--- Record extracts Enclosed Below ---

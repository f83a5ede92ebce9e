//! Configuration schema definitions.
//!
//! This module defines the complete configuration structure for the service.
//! All types derive Serde traits for deserialization from config files.

use serde::{Deserialize, Serialize};
use std::collections::HashMap;

/// Root configuration for the vitals service.
#[derive(Debug, Clone, Deserialize, Serialize, Default)]
#[serde(default)]
pub struct VitalsConfig {
    /// Hostname reported by the info endpoint. Resolved from the
    /// `HOSTNAME` environment variable when left empty.
    pub hostname: String,

    /// Listener configuration (bind address, timeouts).
    pub listener: ListenerConfig,

    /// UI theming strings echoed back by the info endpoint.
    pub ui: UiConfig,

    /// Feature-flag source settings.
    pub flags: FlagsConfig,
}

impl VitalsConfig {
    /// Hostname to report, falling back to the environment.
    pub fn resolved_hostname(&self) -> String {
        if !self.hostname.is_empty() {
            return self.hostname.clone();
        }
        std::env::var("HOSTNAME").unwrap_or_else(|_| "localhost".to_string())
    }
}

/// Listener configuration.
#[derive(Debug, Clone, Deserialize, Serialize)]
#[serde(default)]
pub struct ListenerConfig {
    /// Bind address (e.g., "0.0.0.0:9898").
    pub bind_address: String,

    /// Request timeout (total time for request/response) in seconds.
    pub request_timeout_secs: u64,
}

impl Default for ListenerConfig {
    fn default() -> Self {
        Self {
            bind_address: "0.0.0.0:9898".to_string(),
            request_timeout_secs: 30,
        }
    }
}

/// UI theming strings.
#[derive(Debug, Clone, Deserialize, Serialize)]
#[serde(default)]
pub struct UiConfig {
    /// Accent color, hex notation.
    pub color: String,

    /// Logo URL, empty when unset.
    pub logo: String,

    /// Greeting shown by dashboards consuming the endpoint.
    pub message: String,
}

impl Default for UiConfig {
    fn default() -> Self {
        Self {
            color: "#34577c".to_string(),
            logo: String::new(),
            message: "greetings from vitals".to_string(),
        }
    }
}

/// Feature-flag source settings.
///
/// Treatments are a static `flag key -> treatment string` snapshot loaded at
/// process start. With `enabled = false` the flag subsystem stays
/// uninitialized and every evaluation falls back to "off".
#[derive(Debug, Clone, Deserialize, Serialize, Default)]
#[serde(default)]
pub struct FlagsConfig {
    /// Enable the flag subsystem.
    pub enabled: bool,

    /// Flag key to treatment string, e.g. `podinfo_canary = "on"`.
    pub treatments: HashMap<String, String>,
}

--- End of Enclosed Record extracts ---

What to produce
Restate the data word for word. Begin at its first line, end at the line that contains "the vitals service.", and include both.

Written response
repository f83a5ede92ebce9e
//! Configuration schema definitions.
//!
//! This module defines the complete configuration structure for the service.
//! All types derive Serde traits for deserialization from config files.

use serde::{Deserialize, Serialize};
use std::collections::HashMap;

/// Root configuration for the vitals service.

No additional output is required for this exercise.